On (les écrivains) s'en souviendra toujours de ce tumulte d'émotions et de sentiments qui s'est emparé de nous, alors qu'on s'apprêtait à matérialiser nos chères idées pour la toute première fois. L'écrivain aura toujours à faire face à cette fameuse première phrase, dont l'un des ses rôles est crucial, celui de confirmer la première impression qu'avait eu le lecteur lors de la lecture du résumé. Et bien sûr, dans des cas assez regrettables, l'en désillusionner.

  Pour reprendre les mots de Sam S. : "Certains écrivains n'égalent jamais leur premier roman. Moi, je n'ai jamais pu égaler ma première phrase." Donc, l'importance de la première phrase n'est nullement à justifier, ce qui n'est d'ailleurs pas notre besogne ici. Ce qui nous préoccupe ici, c'est ce qui est utilisé comme support matériel, à cette entreprise qu'est l'écriture.
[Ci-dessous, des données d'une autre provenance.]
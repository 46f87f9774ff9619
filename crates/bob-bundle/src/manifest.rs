//! Bundle manifest (`<run-name>.yaml`).
//!
//! # Format
//!
//! ```yaml
//! - aa11:
//!     digestSHA256: 3b0c...
//!     name: recipe-one
//! - bb22:
//!     digestSHA256: 9f86...
//!     name: recipe-two
//! ```
//!
//! A sequence of single-key mappings, keyed by the lowercase hex variant id
//! and sorted by it. Each value has exactly the string fields `name` and
//! `digestSHA256`. Parsing is strict: any other shape is rejected as a whole.
//! Both the key and `name` become path components when the bundle is read,
//! so keys must be lowercase hex and names a single plain file name.

use std::collections::BTreeMap;
use std::fs;
use std::path::{Component, Path};

use serde::{Deserialize, Serialize};
use serde_yaml::Value;

use crate::error::{BundleError, BundleResult};

const FIELD_NAME: &str = "name";
const FIELD_DIGEST: &str = "digestSHA256";

/// Value stored under each variant id.
#[derive(Debug, Clone, Serialize, Deserialize, PartialEq, Eq)]
#[serde(deny_unknown_fields)]
pub struct ManifestRecord {
    /// Lowercase hex SHA-256 of the per-package `bundle.tgz`.
    #[serde(rename = "digestSHA256")]
    pub digest_sha256: String,

    /// Recipe name.
    pub name: String,
}

/// One manifest entry.
#[derive(Debug, Clone, PartialEq, Eq)]
pub struct ManifestEntry {
    /// Lowercase hex variant id.
    pub variant_id: String,
    pub name: String,
    pub digest_sha256: String,
}

/// Ordered manifest entries of one aggregate bundle.
#[derive(Debug, Clone, Default, PartialEq, Eq)]
pub struct Manifest {
    entries: Vec<ManifestEntry>,
}

impl Manifest {
    /// Build a manifest from `(variant id hex, name, digest)` triples.
    ///
    /// Entries are sorted by variant id. Ids are expected to be unique; for a
    /// duplicate id the last triple wins.
    pub fn from_triples<I, V, N, D>(triples: I) -> Self
    where
        I: IntoIterator<Item = (V, N, D)>,
        V: Into<String>,
        N: Into<String>,
        D: Into<String>,
    {
        let sorted: BTreeMap<String, (String, String)> = triples
            .into_iter()
            .map(|(v, n, d)| (v.into(), (n.into(), d.into())))
            .collect();
        let entries = sorted
            .into_iter()
            .map(|(variant_id, (name, digest_sha256))| ManifestEntry {
                variant_id,
                name,
                digest_sha256,
            })
            .collect();
        Self { entries }
    }

    pub fn entries(&self) -> &[ManifestEntry] {
        &self.entries
    }

    pub fn len(&self) -> usize {
        self.entries.len()
    }

    pub fn is_empty(&self) -> bool {
        self.entries.is_empty()
    }

    /// First entry recorded for `variant_hex`.
    pub fn get(&self, variant_hex: &str) -> Option<&ManifestEntry> {
        self.entries.iter().find(|e| e.variant_id == variant_hex)
    }

    pub fn to_yaml_string(&self) -> BundleResult<String> {
        let doc: Vec<BTreeMap<&str, ManifestRecord>> = self
            .entries
            .iter()
            .map(|e| {
                let record = ManifestRecord {
                    digest_sha256: e.digest_sha256.clone(),
                    name: e.name.clone(),
                };
                BTreeMap::from([(e.variant_id.as_str(), record)])
            })
            .collect();
        serde_yaml::to_string(&doc)
            .map_err(|e| BundleError::manifest(format!("cannot serialize: {e}")))
    }

    /// Parse and validate a manifest document.
    pub fn from_yaml_str(content: &str) -> BundleResult<Self> {
        let doc: Value = serde_yaml::from_str(content)
            .map_err(|e| BundleError::manifest(format!("not valid YAML: {e}")))?;

        let items = doc
            .as_sequence()
            .ok_or_else(|| BundleError::manifest("top level must be a sequence"))?;

        let entries = items
            .iter()
            .enumerate()
            .map(|(i, item)| parse_item(i, item))
            .collect::<BundleResult<Vec<_>>>()?;
        Ok(Self { entries })
    }

    pub fn load(path: &Path) -> BundleResult<Self> {
        let content = fs::read_to_string(path).map_err(|e| BundleError::io(path, e))?;
        let manifest = Self::from_yaml_str(&content).map_err(|e| e.at_path(path))?;
        tracing::debug!(path = %path.display(), entries = manifest.len(), "loaded bundle manifest");
        Ok(manifest)
    }

    pub fn write_to(&self, path: &Path) -> BundleResult<()> {
        let content = self.to_yaml_string()?;
        fs::write(path, content).map_err(|e| BundleError::io(path, e))
    }
}

fn parse_item(index: usize, item: &Value) -> BundleResult<ManifestEntry> {
    let mapping = item
        .as_mapping()
        .ok_or_else(|| BundleError::manifest(format!("entry {index} is not a mapping")))?;
    if mapping.len() != 1 {
        return Err(BundleError::manifest(format!(
            "entry {index} must have exactly one key, found {}",
            mapping.len()
        )));
    }
    let Some((key, value)) = mapping.iter().next() else {
        return Err(BundleError::manifest(format!("entry {index} is empty")));
    };
    let variant_id = key
        .as_str()
        .ok_or_else(|| BundleError::manifest(format!("entry {index} key is not a string")))?;

    if !is_lowercase_hex(variant_id) {
        return Err(BundleError::manifest(format!(
            "entry {index} key '{variant_id}' is not a lowercase hex variant id"
        )));
    }

    let fields = value.as_mapping().ok_or_else(|| {
        BundleError::manifest(format!("entry '{variant_id}' value is not a mapping"))
    })?;
    for field in fields.keys() {
        match field.as_str() {
            Some(FIELD_NAME) | Some(FIELD_DIGEST) => {}
            _ => {
                return Err(BundleError::manifest(format!(
                    "entry '{variant_id}' has unexpected field {field:?}"
                )))
            }
        }
    }

    let record: ManifestRecord = serde_yaml::from_value(value.clone())
        .map_err(|e| BundleError::manifest(format!("entry '{variant_id}': {e}")))?;

    if !is_plain_name(&record.name) {
        return Err(BundleError::manifest(format!(
            "entry '{variant_id}' name '{}' is not a plain directory name",
            record.name
        )));
    }

    Ok(ManifestEntry {
        variant_id: variant_id.to_string(),
        name: record.name,
        digest_sha256: record.digest_sha256,
    })
}

fn is_lowercase_hex(s: &str) -> bool {
    !s.is_empty()
        && s.len() % 2 == 0
        && s.bytes().all(|b| matches!(b, b'0'..=b'9' | b'a'..=b'f'))
}

/// Exactly one normal component, so joining it cannot leave the bundle.
fn is_plain_name(name: &str) -> bool {
    let mut components = Path::new(name).components();
    matches!(
        (components.next(), components.next()),
        (Some(Component::Normal(c)), None) if c == name
    ) && !name.contains('\\')
}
  Cahiers, feuilles blanches, carnets de note (on en aurait besoin de beaucoup), calepins d'écrivain etc. ce sont là des choses dont les écrivains ont fait un plein usage. Ayez l'amabilité d'ajouter à cette liste d'autres éléments de votre su, dès lors que ça peut servir à écrire. Néanmoins, je tiens vivement à vous dissuader de suivre l'exemple de Ngugi wa Thiong'o, qui avait écrit son roman, Caitani Mutharabaini (Le diable sur la croix), sur un rouleau de papier toilette. Il n'était pas fou, situation oblige, il était en prison. Vous l'aurez compris, choisir ce qu'on va utiliser pour écrire, va de soi et des moyens du bord. Mais tout de même... Curieux usage ou devrais-je dire, très noble usage d'un rouleau de papier toilette ! Espérons qu'il y en avait assez, pour que ce faisant, il ne prive pas les autres détenus de papier toilette !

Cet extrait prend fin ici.